What is a vitamin B test?

This test measures the amount of one or more B vitamins in your blood or urine. B vitamins are nutrients the body needs so that it can perform a variety of essential functions. These include:

  • Maintaining normal metabolism (the process of how your body uses food and energy)
  • Making healthy blood cells
  • Helping the nervous system work properly
  • Reducing risk of heart disease
  • Helping to lower bad cholesterol (LDL) and increase good cholesterol (HDL)

There are several types of B vitamins. These vitamins, also known as the B vitamin complex, include the following:

  • B1, thiamine
  • B2, riboflavin
  • B3, niacin
  • B5, pantothenic acid
  • B6, pyridoxal phosphate
  • B7, biotin
  • B9, folic acid (or folate) and B12, cobalamin.

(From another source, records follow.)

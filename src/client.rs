//! HTTP client for the inpainting service
//!
//! Each operation is a single request. Statuses are returned as received and
//! never turned into errors; only transport failures and unreadable bodies
//! are. Request construction is split from sending so the exact wire form
//! can be inspected without a server.

use crate::config::{ClientConfig, SiteUrls};
use crate::encoding::mask_form_body;
use crate::endpoints::Endpoint;
use crate::error::{InpaintError, Result};
use crate::models::{parse_image_list, EditorTarget, ImageRecord, SessionCredential};
use crate::services::UploadFile;
use reqwest::header::SET_COOKIE;
use reqwest::multipart::{Form, Part};
use reqwest::{Client, Request};
use tracing::{debug, info, instrument};

/// Multipart field the upload endpoint reads the image from
pub const UPLOAD_FIELD: &str = "image";

/// Result of the upload call
#[derive(Debug, Clone, PartialEq, Eq)]
pub struct UploadOutcome {
    /// HTTP status as received
    pub status: u16,
    /// Fresh `connect.sid` set by the service, if any
    pub issued_session: Option<SessionCredential>,
}

/// Result of the info call
#[derive(Debug, Clone, PartialEq)]
pub struct ImageListing {
    pub status: u16,
    /// The `images` array, in server order
    pub records: Vec<ImageRecord>,
}

/// Client for the upload, info and process endpoints
#[derive(Debug, Clone)]
pub struct InpaintClient {
    http: Client,
    site: SiteUrls,
    user_agent: String,
}

impl InpaintClient {
    /// Create a new client
    ///
    /// # Errors
    /// - Invalid configuration
    /// - Failed to create HTTP client
    pub fn new(config: &ClientConfig) -> Result<Self> {
        config.validate()?;

        let http = Client::builder()
            .timeout(config.timeout())
            .connect_timeout(config.connect_timeout())
            .build()
            .map_err(|e| InpaintError::network_error("Failed to create HTTP client", e))?;

        Ok(Self {
            http,
            site: config.site()?,
            user_agent: config.user_agent.clone(),
        })
    }

    #[must_use]
    pub fn site(&self) -> &SiteUrls {
        &self.site
    }

    /// Build the multipart upload request
    pub fn upload_request(
        &self,
        file: &UploadFile,
        session: Option<&SessionCredential>,
    ) -> Result<Request> {
        let endpoint = Endpoint::Upload;
        let part = Part::bytes(file.bytes.clone())
            .file_name(file.file_name())
            .mime_str(&file.media_type)
            .map_err(|e| {
                InpaintError::invalid_config(format!(
                    "Invalid media type '{}': {}",
                    file.media_type, e
                ))
            })?;
        let form = Form::new().part(UPLOAD_FIELD, part);

        self.http
            .request(endpoint.method(), endpoint.url(&self.site)?)
            .headers(endpoint.headers(&self.site, &self.user_agent, session)?)
            .multipart(form)
            .build()
            .map_err(|e| InpaintError::network_error("Failed to build upload request", e))
    }

    /// Upload an image
    ///
    /// Any status is returned as-is. A `connect.sid` cookie set on the
    /// response is surfaced but not stored.
    #[instrument(skip(self, file, session), fields(file_name = %file.file_name(), size = file.bytes.len()))]
    pub async fn upload(
        &self,
        file: &UploadFile,
        session: Option<&SessionCredential>,
    ) -> Result<UploadOutcome> {
        let request = self.upload_request(file, session)?;
        let response = self
            .http
            .execute(request)
            .await
            .map_err(|e| InpaintError::network_error("Upload request failed", e))?;

        let status = response.status().as_u16();
        let issued_session = response
            .headers()
            .get_all(SET_COOKIE)
            .iter()
            .filter_map(|value| value.to_str().ok())
            .find_map(SessionCredential::from_set_cookie);

        info!(status, issued_session = issued_session.is_some(), "Upload finished");
        Ok(UploadOutcome {
            status,
            issued_session,
        })
    }

    /// Build the image-list request
    pub fn info_request(&self, session: Option<&SessionCredential>) -> Result<Request> {
        let endpoint = Endpoint::Info;
        self.http
            .request(endpoint.method(), endpoint.url(&self.site)?)
            .headers(endpoint.headers(&self.site, &self.user_agent, session)?)
            .build()
            .map_err(|e| InpaintError::network_error("Failed to build info request", e))
    }

    /// Fetch the caller's image list together with the response status
    ///
    /// The body is decoded whatever the status; a body without an `images`
    /// list is an [`InpaintError::InvalidResponse`].
    #[instrument(skip(self, session))]
    pub async fn fetch_listing(&self, session: Option<&SessionCredential>) -> Result<ImageListing> {
        let request = self.info_request(session)?;
        let response = self
            .http
            .execute(request)
            .await
            .map_err(|e| InpaintError::network_error("Info request failed", e))?;

        let status = response.status().as_u16();
        let body = response
            .bytes()
            .await
            .map_err(|e| InpaintError::network_error("Failed to read info response", e))?;
        debug!(status, bytes = body.len(), "Info response received");

        let records = parse_image_list(&body)?;
        info!(status, records = records.len(), "Image list fetched");
        Ok(ImageListing { status, records })
    }

    /// Fetch the caller's image list
    pub async fn fetch_records(&self, session: Option<&SessionCredential>) -> Result<Vec<ImageRecord>> {
        Ok(self.fetch_listing(session).await?.records)
    }

    /// Build the mask submission request
    pub fn process_request(
        &self,
        target: &EditorTarget,
        session: Option<&SessionCredential>,
        mask_png: &[u8],
    ) -> Result<Request> {
        let endpoint = Endpoint::Process(target);
        self.http
            .request(endpoint.method(), endpoint.url(&self.site)?)
            .headers(endpoint.headers(&self.site, &self.user_agent, session)?)
            .body(mask_form_body(mask_png))
            .build()
            .map_err(|e| InpaintError::network_error("Failed to build process request", e))
    }

    /// Submit a mask for the image addressed by `target`
    #[instrument(skip(self, target, session, mask_png), fields(id = %target.id, mask_bytes = mask_png.len()))]
    pub async fn process(
        &self,
        target: &EditorTarget,
        session: Option<&SessionCredential>,
        mask_png: &[u8],
    ) -> Result<u16> {
        let request = self.process_request(target, session, mask_png)?;
        let response = self
            .http
            .execute(request)
            .await
            .map_err(|e| InpaintError::network_error("Process request failed", e))?;

        let status = response.status().as_u16();
        info!(status, "Mask submitted");
        Ok(status)
    }
}

#[cfg(test)]
mod tests {
    use super::*;
    use crate::encoding::decode_mask_form_body;
    use reqwest::Method;

    fn client() -> InpaintClient {
        InpaintClient::new(&ClientConfig::default()).unwrap()
    }

    fn header<'a>(request: &'a Request, name: &str) -> Option<&'a str> {
        request.headers().get(name).and_then(|v| v.to_str().ok())
    }

    #[test]
    fn test_rejects_invalid_config() {
        let config = ClientConfig {
            timeout_secs: 0,
            ..ClientConfig::default()
        };
        assert!(InpaintClient::new(&config).is_err());
    }

    #[test]
    fn test_upload_request_shape() {
        let session = SessionCredential::parse("abc").unwrap();
        let file = UploadFile::from_bytes("animal_image", ".png", "image/png", vec![1, 2, 3]).unwrap();
        let request = client().upload_request(&file, Some(&session)).unwrap();

        assert_eq!(request.method(), &Method::POST);
        assert_eq!(request.url().as_str(), "https://theinpaint.com/upload");
        assert_eq!(header(&request, "cookie"), Some("connect.sid=abc"));
        assert_eq!(header(&request, "x-requested-with"), Some("XMLHttpRequest"));
        assert!(header(&request, "content-type")
            .unwrap()
            .starts_with("multipart/form-data; boundary="));
    }

    #[test]
    fn test_upload_request_rejects_bad_media_type() {
        let file = UploadFile::from_bytes("a", ".png", "not a mime", vec![]).unwrap();
        assert!(client().upload_request(&file, None).is_err());
    }

    #[test]
    fn test_info_request_shape() {
        let request = client().info_request(None).unwrap();
        assert_eq!(request.method(), &Method::GET);
        assert_eq!(request.url().as_str(), "https://theinpaint.com/user/info/");
        assert!(request.headers().get("cookie").is_none());
        assert!(request.body().is_none());
    }

    #[test]
    fn test_process_request_shape() {
        let session = SessionCredential::parse("abc").unwrap();
        let target = EditorTarget::new("id9", "sec9");
        let mask = vec![0xfb, 0xff, 0x00, 0x10];
        let request = client()
            .process_request(&target, Some(&session), &mask)
            .unwrap();

        assert_eq!(request.method(), &Method::POST);
        assert_eq!(
            request.url().as_str(),
            "https://theinpaint.com/editor/id9/sec9/process"
        );
        assert_eq!(
            header(&request, "referer"),
            Some("https://theinpaint.com/editor/id9/sec9/")
        );
        assert_eq!(
            header(&request, "content-type"),
            Some("application/x-www-form-urlencoded")
        );

        let body = request.body().and_then(|b| b.as_bytes()).unwrap();
        let body = std::str::from_utf8(body).unwrap();
        assert!(body.starts_with("mask=data%3Aimage%2Fpng%3Bbase64%2C"));
        assert_eq!(decode_mask_form_body(body).unwrap(), mask);
    }
}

These two B vitamins are often measured together in a test called vitamin B12 and folate.

Vitamin B deficiencies are rare in the United States, because many everyday foods are fortified with B vitamins. These foods include cereals, breads, and pasta. Also, B vitamins are found naturally in a variety of foods, including leafy green vegetables and whole grains. But if you do have a deficiency in any of the B vitamins, it can cause serious health problems.

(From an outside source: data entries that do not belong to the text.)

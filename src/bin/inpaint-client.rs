//! Inpainting service CLI tool
//!
//! Command-line interface for uploading an image to theinpaint.com and
//! submitting a mask for it.

#[cfg(feature = "cli")]
use inpaint_client::cli;

#[cfg(feature = "cli")]
#[tokio::main]
async fn main() -> anyhow::Result<()> {
    cli::main().await
}

#[cfg(not(feature = "cli"))]
fn main() {
    panic!("CLI feature not enabled. Please rebuild with --features cli");
}
//! Step reporting service
//!
//! This module separates step reporting from the request logic, so the CLI
//! can print JSON lines while tests capture reports in memory.

use serde::Serialize;
use serde_json::{json, Value};
use std::time::Instant;

/// Steps of the upload → lookup → process workflow
#[derive(Debug, Clone, Copy, PartialEq, Eq, Serialize)]
#[serde(rename_all = "lowercase")]
pub enum WorkflowStep {
    /// Uploading the source image
    Upload,
    /// Fetching the caller's image list
    Info,
    /// Scanning the list for the uploaded name
    Lookup,
    /// Submitting the mask
    Process,
}

impl WorkflowStep {
    /// Get a human-readable description of the step
    #[must_use]
    pub fn description(&self) -> &'static str {
        match self {
            WorkflowStep::Upload => "Uploading image",
            WorkflowStep::Info => "Fetching image list",
            WorkflowStep::Lookup => "Looking up uploaded image",
            WorkflowStep::Process => "Submitting mask",
        }
    }

    /// Action name used in JSON reports
    #[must_use]
    pub fn action(&self) -> &'static str {
        match self {
            WorkflowStep::Upload => "upload",
            WorkflowStep::Info | WorkflowStep::Lookup => "info",
            WorkflowStep::Process => "process",
        }
    }
}

/// Outcome of one finished step
#[derive(Debug, Clone, PartialEq)]
pub struct StepReport {
    pub step: WorkflowStep,
    /// HTTP status for network steps
    pub status: Option<u16>,
    /// Extra payload, e.g. the matched record for the lookup step
    pub data: Option<Value>,
    pub elapsed_ms: u64,
}

impl StepReport {
    #[must_use]
    pub fn new(step: WorkflowStep, start_time: Instant) -> Self {
        Self {
            step,
            status: None,
            data: None,
            elapsed_ms: start_time.elapsed().as_millis() as u64,
        }
    }

    #[must_use]
    pub fn with_status(mut self, status: u16) -> Self {
        self.status = Some(status);
        self
    }

    #[must_use]
    pub fn with_data(mut self, data: Value) -> Self {
        self.data = Some(data);
        self
    }

    /// One-line JSON form printed by the CLI
    ///
    /// The upload step reports `status_code`, the others `status`, and the
    /// lookup step reports its payload under `data` with `"type": "log"`.
    #[must_use]
    pub fn to_json(&self) -> Value {
        let mut line = json!({ "action": self.step.action() });
        match self.step {
            WorkflowStep::Upload => line["status_code"] = json!(self.status),
            WorkflowStep::Lookup => {
                line["type"] = json!("log");
                line["data"] = self.data.clone().unwrap_or(Value::Null);
            },
            _ => {
                if let Some(status) = self.status {
                    line["status"] = json!(status);
                }
                if let Some(data) = &self.data {
                    line["data"] = data.clone();
                }
            },
        }
        line
    }
}

/// Trait for reporting step outcomes during the workflow
pub trait StepReporter: Send + Sync {
    /// A step is about to start
    fn report_started(&self, step: WorkflowStep);

    /// A step finished
    fn report_step(&self, report: &StepReport);

    /// A step failed
    fn report_error(&self, step: WorkflowStep, error: &str);
}

/// Reporter that discards everything
#[derive(Debug, Clone, Copy, Default)]
pub struct NoOpStepReporter;

impl StepReporter for NoOpStepReporter {
    fn report_started(&self, _step: WorkflowStep) {}

    fn report_step(&self, _report: &StepReport) {}

    fn report_error(&self, _step: WorkflowStep, _error: &str) {}
}

/// Reporter that writes one JSON object per finished step to stdout
#[derive(Debug, Clone, Copy, Default)]
pub struct JsonLinesReporter;

impl StepReporter for JsonLinesReporter {
    fn report_started(&self, step: WorkflowStep) {
        tracing::debug!(step = ?step, "{}", step.description());
    }

    fn report_step(&self, report: &StepReport) {
        println!("{}", report.to_json());
        tracing::debug!(step = ?report.step, elapsed_ms = report.elapsed_ms, "Step finished");
    }

    fn report_error(&self, step: WorkflowStep, error: &str) {
        tracing::error!(step = ?step, "❌ {} failed: {}", step.description(), error);
    }
}

/// Tracker that times steps and forwards them to a reporter
pub struct StepTracker {
    reporter: Box<dyn StepReporter>,
    step_started: Instant,
    current_step: Option<WorkflowStep>,
}

impl StepTracker {
    #[must_use]
    pub fn new(reporter: Box<dyn StepReporter>) -> Self {
        Self {
            reporter,
            step_started: Instant::now(),
            current_step: None,
        }
    }

    pub fn start(&mut self, step: WorkflowStep) {
        self.current_step = Some(step);
        self.step_started = Instant::now();
        self.reporter.report_started(step);
    }

    /// Finish the current step with a status and optional payload
    ///
    /// Returns `None`, reporting nothing, when no step was started.
    pub fn finish(&mut self, status: Option<u16>, data: Option<Value>) -> Option<StepReport> {
        let Some(step) = self.current_step.take() else {
            tracing::debug!("finish called with no step in progress");
            return None;
        };
        let mut report = StepReport::new(step, self.step_started);
        report.status = status;
        report.data = data;
        self.reporter.report_step(&report);
        Some(report)
    }

    /// Report an error against the step in progress
    ///
    /// Errors raised outside a step are left to the caller to surface.
    pub fn fail(&mut self, error: &str) {
        match self.current_step.take() {
            Some(step) => self.reporter.report_error(step, error),
            None => tracing::debug!(error, "failure reported with no step in progress"),
        }
    }

    #[must_use]
    pub fn current_step(&self) -> Option<WorkflowStep> {
        self.current_step
    }
}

Other names: vitamin B testing, vitamin B complex, thiamine (B1), riboflavin (B2), niacin (B3), pantothenic acid (B5), pyridoxal phosphate (B6), biotin (B7), vitamin B12 and folate

What is it used for?

Vitamin B testing is used to find out if your body is not getting enough of one or more B vitamins (vitamin B deficiency). A vitamin B12 and folate test is often used to check for certain types of anemia.

Why do I need a vitamin B test?

You may need this test if you have symptoms of a vitamin B deficiency. Symptoms vary depending on which B vitamin is deficient, but some common symptoms include:

  • Rash
  • Tingling or burning in the hands and feet
  • Cracked lips or mouth sores
  • Weight loss
  • Weakness
  • Fatigue
  • Mood changes

You may also need testing if you have certain risk factors. You may be at a higher risk for a vitamin B deficiency if you have:

  • Celiac disease
  • Had gastric bypass surgery
  • A family history of anemia
  • Symptoms of anemia, which include fatigue, pale skin, and dizziness

What happens during a vitamin B test?

Vitamin B levels may be checked in blood or urine.

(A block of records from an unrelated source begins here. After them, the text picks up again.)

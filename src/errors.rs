use rust_decimal::Decimal;
use thiserror::Error;

use crate::decimal::{Money, Rate};
use crate::input::ValidationErrors;

#[derive(Error, Debug)]
pub enum RepaymentError {
    #[error("invalid starting balance: {balance} (must be greater than zero)")]
    InvalidBalance {
        balance: Money,
    },

    #[error("invalid interest rate: {rate} (must not be negative)")]
    InvalidInterestRate {
        rate: Rate,
    },

    #[error("invalid repayment percentage: {percent} (must be greater than zero)")]
    InvalidPercentage {
        percent: Decimal,
    },

    #[error("invalid payment amount: {amount} (must be greater than zero)")]
    InvalidPaymentAmount {
        amount: Money,
    },

    #[error("invalid month count: {months} (must be at least one)")]
    InvalidMonths {
        months: u32,
    },

    #[error("{0}")]
    Validation(ValidationErrors),

    #[error("schedule did not converge: balance {final_balance} still owed after {months} months")]
    DidNotConverge {
        months: u32,
        final_balance: Money,
    },

    #[error("invalid configuration: {message}")]
    InvalidConfiguration {
        message: String,
    },

    #[error("invalid date: {message}")]
    InvalidDate {
        message: String,
    },

    #[error("serialization error: {0}")]
    Serialization(#[from] serde_json::Error),
}

pub type Result<T> = std::result::Result<T, RepaymentError>;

During a blood test, a health care professional will take a blood sample from a vein in your arm, using a small needle. After the needle is inserted, a small amount of blood will be collected into a test tube or vial. You may feel a little sting when the needle goes in or out. This usually takes less than five minutes.

Vitamin B urine testing may be ordered as a 24-hour urine sample test or a random urine test.

For a 24-hour urine sample test, you'll need to collect all urine passed in a 24-hour period. This is called a 24-hour urine sample test. Your health care provider or a laboratory professional will give a container to collect your urine and instructions on how to collect and store your samples. A 24-hour urine sample test generally includes the following steps:

  • Empty your bladder in the morning and flush that urine away. Record the time.
  • For the next 24 hours, save all your urine passed in the container provided.
  • Store your urine container in the refrigerator or a cooler with ice.
  • Return the sample container to your health provider's office or the laboratory as instructed.

For a random urine test, your sample of urine may be collected any time of the day.

Will I need to do anything to prepare for the test?

If you are having a vitamin B blood test, you may need to fast (not eat or drink) for several hours before the test.

You don't need any special preparations for a urine test.

Are there any risks to the test?

There is very little risk to having a blood test. You may experience slight pain or bruising at the spot where the needle was put in, but most symptoms go away quickly.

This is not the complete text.